Oxfam-organized protection committees help empower community displaced by violence

Strife pushed Maryam, 40, to become a leader. Until recently, she was a trader and her husband was a farmer. They lived a comfortable life. "During our last harvest season, just before we left our village, my husband harvested 10 bags of groundnut, 40 bags of sorghum, and 30 bags of maize,” says Maryam. “But all were taken away by the armed group.”

Maryam is one of the millions of people in West Africa’s Lake Chad Basin region who has been suffering from an ongoing conflict between armed groups and the government. Many people have fled their homes and are now internally displaced.

The armed group that plagued her village encouraged looting, forceful recruitment of young men, and abduction of girls. One of Maryam’s four children was forced to marry underage and held hostage at her husband’s camp.  

"After my daughter was married, her husband left to the bush for five months,” she laments. “He and his friend came back and took his wife, my little girl, to their camp.

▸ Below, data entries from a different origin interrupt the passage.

//! Migration of legacy flat-directory CA material into a versioned PKI
//! directory.
//!
//! The repair runs as a sequence of phases with a persisted marker, so a
//! crash at any boundary resumes instead of starting over. Material is
//! copied, never moved; metadata is written only after the target has been
//! verified; and a legacy file is deleted only when an identical copy sits
//! in the target.

use super::layout::{pki_directory, PkiDirectory, ROOT_CERT_FILE, ROOT_KEY_FILE};
use super::rotation::ensure_generation_at_least;
use super::{CaEngineKind, CaIdentifier, CA_ID_CONFIG_KEY, CONFIG_PATH_KEY};
use crate::error::{Error, Result};
use crate::store::{AppConfigStore, Counter};
use std::fmt;
use std::fs;
use std::path::{Path, PathBuf};
use std::str::FromStr;

/// App config key holding the repair progress marker.
pub const REPAIR_PHASE_KEY: &str = "ca_repair_phase";

/// Repair phases in execution order.
#[derive(Debug, Clone, Copy, PartialEq, Eq, PartialOrd, Ord, Hash)]
pub enum RepairPhase {
    Locate,
    AllocateGeneration,
    CopyMaterial,
    VerifyTarget,
    PersistMetadata,
    CleanupLegacy,
    Done,
}

impl RepairPhase {
    pub fn as_str(self) -> &'static str {
        match self {
            Self::Locate => "locate",
            Self::AllocateGeneration => "allocate_generation",
            Self::CopyMaterial => "copy_material",
            Self::VerifyTarget => "verify_target",
            Self::PersistMetadata => "persist_metadata",
            Self::CleanupLegacy => "cleanup_legacy",
            Self::Done => "done",
        }
    }
}

impl fmt::Display for RepairPhase {
    fn fmt(&self, f: &mut fmt::Formatter<'_>) -> fmt::Result {
        f.write_str(self.as_str())
    }
}

impl FromStr for RepairPhase {
    type Err = Error;

    fn from_str(s: &str) -> Result<Self> {
        [
            Self::Locate,
            Self::AllocateGeneration,
            Self::CopyMaterial,
            Self::VerifyTarget,
            Self::PersistMetadata,
            Self::CleanupLegacy,
            Self::Done,
        ]
        .into_iter()
        .find(|p| p.as_str() == s)
        .ok_or_else(|| Error::Validation(format!("unknown repair phase: {}", s)))
    }
}

/// What a repair run did.
#[derive(Debug, Clone, Default, PartialEq, Eq)]
pub struct RepairReport {
    /// Identifier the material now belongs to
    pub target: Option<CaIdentifier>,
    pub target_dir: Option<PathBuf>,
    /// Files copied into the target, relative to the legacy directory
    pub copied: Vec<PathBuf>,
    /// Files already present at the target
    pub skipped: Vec<PathBuf>,
    /// Legacy files deleted after cleanup
    pub removed: Vec<PathBuf>,
    pub legacy_dir_removed: bool,
    /// Per-file failures that were logged and skipped
    pub failures: Vec<String>,
    /// Phase at which the run stopped
    pub last_phase: Option<RepairPhase>,
}

/// Crash-safe CA material repair.
pub struct CaRepair<'a, S: ?Sized> {
    store: &'a S,
    root: PathBuf,
    instance_id: String,
    engine: CaEngineKind,
}

impl<'a, S> CaRepair<'a, S>
where
    S: AppConfigStore + Counter + ?Sized,
{
    pub fn new(
        store: &'a S,
        root: impl Into<PathBuf>,
        instance_id: impl Into<String>,
        engine: CaEngineKind,
    ) -> Self {
        Self {
            store,
            root: root.into(),
            instance_id: instance_id.into(),
            engine,
        }
    }

    /// Run every remaining phase.
    pub fn run(&self) -> Result<RepairReport> {
        self.run_until(RepairPhase::Done)
    }

    /// Run phases up to, not including, `stop`. The marker is left at
    /// `stop`, as after a crash at that boundary.
    pub fn run_until(&self, stop: RepairPhase) -> Result<RepairReport> {
        let mut report = RepairReport::default();
        let legacy = pki_directory(&self.root, &PkiDirectory::Legacy(self.engine));

        let (mut phase, mut target) = self.load_marker()?;
        if phase == RepairPhase::Locate {
            if !has_root_material(&legacy) {
                log::debug!("No legacy CA material in {}", legacy.display());
                report.last_phase = Some(RepairPhase::Done);
                return Ok(report);
            }
            log::info!("Found legacy CA material in {}", legacy.display());
            phase = RepairPhase::AllocateGeneration;
        }

        while phase < stop && phase != RepairPhase::Done {
            log::info!("CA repair phase {}", phase);
            let next = match phase {
                RepairPhase::Locate => RepairPhase::AllocateGeneration,
                RepairPhase::AllocateGeneration => {
                    target = Some(self.allocate_target()?);
                    RepairPhase::CopyMaterial
                },
                RepairPhase::CopyMaterial => {
                    let dir = self.target_dir(target.as_ref())?;
                    copy_tree(&legacy, &dir, Path::new(""), &mut report)?;
                    RepairPhase::VerifyTarget
                },
                RepairPhase::VerifyTarget => {
                    let dir = self.target_dir(target.as_ref())?;
                    if !has_root_material(&dir) {
                        self.save_marker(RepairPhase::CopyMaterial, target.as_ref())?;
                        return Err(Error::RetryableInfra(format!(
                            "root certificate or key missing in {} after copy",
                            dir.display()
                        )));
                    }
                    RepairPhase::PersistMetadata
                },
                RepairPhase::PersistMetadata => {
                    let id = target.as_ref().ok_or_else(not_allocated)?;
                    let dir = self.target_dir(Some(id))?;
                    self.store.set(CA_ID_CONFIG_KEY, &id.encode())?;
                    self.store.set(CONFIG_PATH_KEY, &dir.to_string_lossy())?;
                    ensure_generation_at_least(self.store, id.generation())?;
                    RepairPhase::CleanupLegacy
                },
                RepairPhase::CleanupLegacy => {
                    let dir = self.target_dir(target.as_ref())?;
                    cleanup_legacy(&legacy, &dir, &mut report);
                    RepairPhase::Done
                },
                RepairPhase::Done => RepairPhase::Done,
            };
            phase = next;
            if phase == RepairPhase::Done {
                self.store.remove(REPAIR_PHASE_KEY)?;
            } else {
                self.save_marker(phase, target.as_ref())?;
            }
        }

        report.target_dir = target
            .as_ref()
            .map(|id| pki_directory(&self.root, &PkiDirectory::Generation(id.clone())));
        report.target = target;
        report.last_phase = Some(phase);
        Ok(report)
    }

    /// Target generation: the active identifier's when it parses, else 1.
    fn allocate_target(&self) -> Result<CaIdentifier> {
        let active = self
            .store
            .get(CA_ID_CONFIG_KEY)?
            .and_then(|encoded| CaIdentifier::decode(&encoded).ok());
        let target = match active {
            Some(id) => id,
            None => CaIdentifier::new(self.instance_id.clone(), 1, self.engine)?,
        };
        ensure_generation_at_least(self.store, target.generation())?;
        Ok(target)
    }

    fn target_dir(&self, target: Option<&CaIdentifier>) -> Result<PathBuf> {
        let id = target.ok_or_else(not_allocated)?;
        Ok(pki_directory(&self.root, &PkiDirectory::Generation(id.clone())))
    }

    fn load_marker(&self) -> Result<(RepairPhase, Option<CaIdentifier>)> {
        let Some(marker) = self.store.get(REPAIR_PHASE_KEY)? else {
            return Ok((RepairPhase::Locate, None));
        };
        let (phase, target) = match marker.split_once('|') {
            Some((phase, target)) => (phase, Some(CaIdentifier::decode(target)?)),
            None => (marker.as_str(), None),
        };
        let phase: RepairPhase = phase.parse()?;
        log::info!("Resuming CA repair at phase {}", phase);
        Ok((phase, target))
    }

    fn save_marker(&self, phase: RepairPhase, target: Option<&CaIdentifier>) -> Result<()> {
        let marker = match target {
            Some(id) => format!("{}|{}", phase, id),
            None => phase.to_string(),
        };
        self.store.set(REPAIR_PHASE_KEY, &marker)
    }
}

fn has_root_material(dir: &Path) -> bool {
    [ROOT_CERT_FILE, ROOT_KEY_FILE].iter().all(|name| {
        fs::metadata(dir.join(name))
            .map(|m| m.is_file() && m.len() > 0)
            .unwrap_or(false)
    })
}

/// Placeholder files (`.gitkeep`, `.DS_Store`) do not count as material.
fn is_real_file(name: &std::ffi::OsStr) -> bool {
    !name.to_string_lossy().starts_with('.')
}

fn not_allocated() -> Error {
    Error::Validation("repair target not allocated".to_string())
}

fn infra(context: &str, path: &Path, e: std::io::Error) -> Error {
    Error::RetryableInfra(format!("{} {}: {}", context, path.display(), e))
}

fn copy_tree(from: &Path, to: &Path, rel: &Path, report: &mut RepairReport) -> Result<()> {
    let source = from.join(rel);
    let dest = to.join(rel);
    fs::create_dir_all(&dest).map_err(|e| infra("cannot create", &dest, e))?;
    let entries = fs::read_dir(&source).map_err(|e| infra("cannot list", &source, e))?;
    for entry in entries {
        let entry = entry.map_err(|e| infra("cannot list", &source, e))?;
        let name = entry.file_name();
        let child = rel.join(&name);
        let path = entry.path();
        if path.is_dir() {
            copy_tree(from, to, &child, report)?;
            continue;
        }
        if !is_real_file(&name) {
            continue;
        }
        if to.join(&child).exists() {
            report.skipped.push(child);
            continue;
        }
        match fs::copy(&path, to.join(&child)) {
            Ok(_) => report.copied.push(child),
            Err(e) => {
                log::warn!("Failed to copy {}: {}", path.display(), e);
                report.failures.push(format!("copy {}: {}", child.display(), e));
            },
        }
    }
    Ok(())
}

fn cleanup_legacy(legacy: &Path, target: &Path, report: &mut RepairReport) {
    if !legacy.exists() {
        return;
    }
    remove_identical(legacy, target, Path::new(""), report);
    if count_real_files(legacy) == 0 {
        match fs::remove_dir_all(legacy) {
            Ok(()) => {
                report.legacy_dir_removed = true;
                log::info!("Removed legacy CA directory {}", legacy.display());
            },
            Err(e) => {
                log::warn!("Failed to remove {}: {}", legacy.display(), e);
                report.failures.push(format!("remove {}: {}", legacy.display(), e));
            },
        }
    } else {
        log::warn!("Legacy CA directory {} still holds files; keeping it", legacy.display());
    }
}

fn remove_identical(legacy: &Path, target: &Path, rel: &Path, report: &mut RepairReport) {
    let Ok(entries) = fs::read_dir(legacy.join(rel)) else {
        return;
    };
    for entry in entries.flatten() {
        let name = entry.file_name();
        let child = rel.join(&name);
        let path = entry.path();
        if path.is_dir() {
            remove_identical(legacy, target, &child, report);
            continue;
        }
        if !is_real_file(&name) {
            continue;
        }
        let identical = match (fs::read(&path), fs::read(target.join(&child))) {
            (Ok(a), Ok(b)) => a == b,
            _ => false,
        };
        if !identical {
            continue;
        }
        match fs::remove_file(&path) {
            Ok(()) => report.removed.push(child),
            Err(e) => {
                log::warn!("Failed to remove {}: {}", path.display(), e);
                report.failures.push(format!("remove {}: {}", child.display(), e));
            },
        }
    }
}

fn count_real_files(dir: &Path) -> usize {
    let Ok(entries) = fs::read_dir(dir) else {
        return 0;
    };
    entries
        .flatten()
        .map(|entry| {
            let path = entry.path();
            if path.is_dir() {
                count_real_files(&path)
            } else if is_real_file(&entry.file_name()) {
                1
            } else {
                0
            }
        })
        .sum()
}

#[cfg(test)]
mod tests {
    use super::*;
    use crate::store::{InMemoryStore, CA_GENERATION_COUNTER};

    fn legacy_fixture(root: &Path) -> PathBuf {
        let legacy = root.join("openssl_config");
        fs::create_dir_all(&legacy).unwrap();
        fs::write(legacy.join(ROOT_CERT_FILE), b"cert").unwrap();
        fs::write(legacy.join(ROOT_KEY_FILE), b"key").unwrap();
        fs::write(legacy.join("openssl.cnf"), b"[ca]").unwrap();
        legacy
    }

    #[test]
    fn test_phase_names_roundtrip() {
        for phase in [RepairPhase::Locate, RepairPhase::CopyMaterial, RepairPhase::Done] {
            assert_eq!(phase.as_str().parse::<RepairPhase>().unwrap(), phase);
        }
    }

    #[test]
    fn test_nothing_to_repair() {
        let dir = tempfile::tempdir().unwrap();
        let store = InMemoryStore::new();
        let report = CaRepair::new(&store, dir.path(), "abc", CaEngineKind::OpenSsl).run().unwrap();
        assert_eq!(report.target, None);
        assert_eq!(store.get(CA_ID_CONFIG_KEY).unwrap(), None);
    }

    #[test]
    fn test_full_repair_allocates_generation_one() {
        let dir = tempfile::tempdir().unwrap();
        let legacy = legacy_fixture(dir.path());
        let store = InMemoryStore::new();

        let report = CaRepair::new(&store, dir.path(), "abc", CaEngineKind::OpenSsl).run().unwrap();
        let target = report.target.clone().unwrap();
        assert_eq!(target.generation(), 1);
        assert_eq!(report.copied.len(), 3);
        assert!(report.legacy_dir_removed);
        assert!(!legacy.exists());
        assert!(dir.path().join("pki/abc_1_openssl").join(ROOT_KEY_FILE).exists());
        assert_eq!(store.get(CA_ID_CONFIG_KEY).unwrap(), Some(target.encode()));
        assert_eq!(store.current(CA_GENERATION_COUNTER).unwrap(), 1);
        assert_eq!(store.get(REPAIR_PHASE_KEY).unwrap(), None);
    }

    #[test]
    fn test_failed_verification_keeps_source() {
        let dir = tempfile::tempdir().unwrap();
        let legacy = legacy_fixture(dir.path());
        let store = InMemoryStore::new();
        let repair = CaRepair::new(&store, dir.path(), "abc", CaEngineKind::OpenSsl);

        repair.run_until(RepairPhase::VerifyTarget).unwrap();
        fs::remove_file(dir.path().join("pki/abc_1_openssl").join(ROOT_KEY_FILE)).unwrap();

        let err = repair.run().unwrap_err();
        assert!(err.is_retryable());
        assert!(legacy.join(ROOT_KEY_FILE).exists());
        assert_eq!(store.get(CA_ID_CONFIG_KEY).unwrap(), None);

        // The next run copies the missing file again and completes
        let report = repair.run().unwrap();
        assert_eq!(report.copied, vec![PathBuf::from(ROOT_KEY_FILE)]);
        assert_eq!(report.last_phase, Some(RepairPhase::Done));
    }
}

I struggled to save my girl, but I had nothing, and they had guns." 

Luckily, Maryam’s daughter escaped. "I couldn't imagine what my daughter went through during this period,” says Maryam. “She lied and said her father was sick and that she needed to come and see him.” She was allowed to come home, and she never returned. With their daughter’s life at stake, they fled their village, and bounced from place to place until they arrived at a camp for internally displaced people (IDPs) in Damboa, Nigeria.  

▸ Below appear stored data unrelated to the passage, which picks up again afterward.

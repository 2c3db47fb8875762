//! Envelope progress for one physical signer.
//!
//! Each envelope child has its own sign request rows, so a signer is
//! matched across children by identify method key and value, never by row
//! id.

use super::model::{SignRequest, SignerIdentity};
use crate::identify::IdentifyMethod;
use serde::Serialize;

/// Signer rows of one envelope child.
#[derive(Debug, Clone, Default)]
pub struct ChildSigners {
    pub document_id: u64,
    pub sign_requests: Vec<SignRequest>,
    pub identify_methods: Vec<IdentifyMethod>,
}

#[derive(Debug, Clone, Copy, Default, PartialEq, Eq, Serialize)]
#[serde(rename_all = "camelCase")]
pub struct EnvelopeProgress {
    /// Children on which the signer has a sign request
    pub total_documents: usize,
    /// Of those, children the signer has signed
    pub documents_signed_count: usize,
}

impl EnvelopeProgress {
    pub fn is_complete(&self) -> bool {
        self.documents_signed_count == self.total_documents
    }
}

/// Count the children `identity` signs and has signed. Children without a
/// matching sign request contribute nothing.
pub fn compute_progress(identity: &SignerIdentity, children: &[ChildSigners]) -> EnvelopeProgress {
    let mut progress = EnvelopeProgress::default();
    for child in children {
        let matched: Vec<&SignRequest> = child
            .sign_requests
            .iter()
            .filter(|request| {
                child.identify_methods.iter().any(|m| {
                    m.sign_request_id == request.id
                        && m.identifier_key == identity.key
                        && m.identifier_value == identity.value
                })
            })
            .collect();
        if matched.is_empty() {
            continue;
        }
        progress.total_documents += 1;
        if matched.iter().any(|request| request.is_signed()) {
            progress.documents_signed_count += 1;
        }
    }
    progress
}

"When I came to this camp, I heard Oxfam talking to us about our rights as women,” she says. “I immediately became interested and joined the protection committee.” 

Maryam at her sewing machine at a camp in Damboa, Nigeria. Photo: Tom Saater/Oxfam

Reclaiming their voices

Oxfam introduced the idea of a protection committee to the camp in February. Nick Lacey, Oxfam protection coordinator in northeastern Nigeria, explains that the main protection mechanism for communities is civil society; in Nigeria, there is a tradition of community-elected leadership. However, with the military in control, communities are struggling to reform their protection structures – typically police, churches, and mosques. Oxfam supports training the committee members on specific issues they have requested to learn more about, such as gender-based violence. The committees take over from there.

For Maraym and others who know what it’s like to feel powerless, the protection committee allows them to exercise control over the way they are treated. She is now part of 16-woman committee that advocates to other women and girls in their camp about their rights and creating safe meeting spaces for others to voice their concerns.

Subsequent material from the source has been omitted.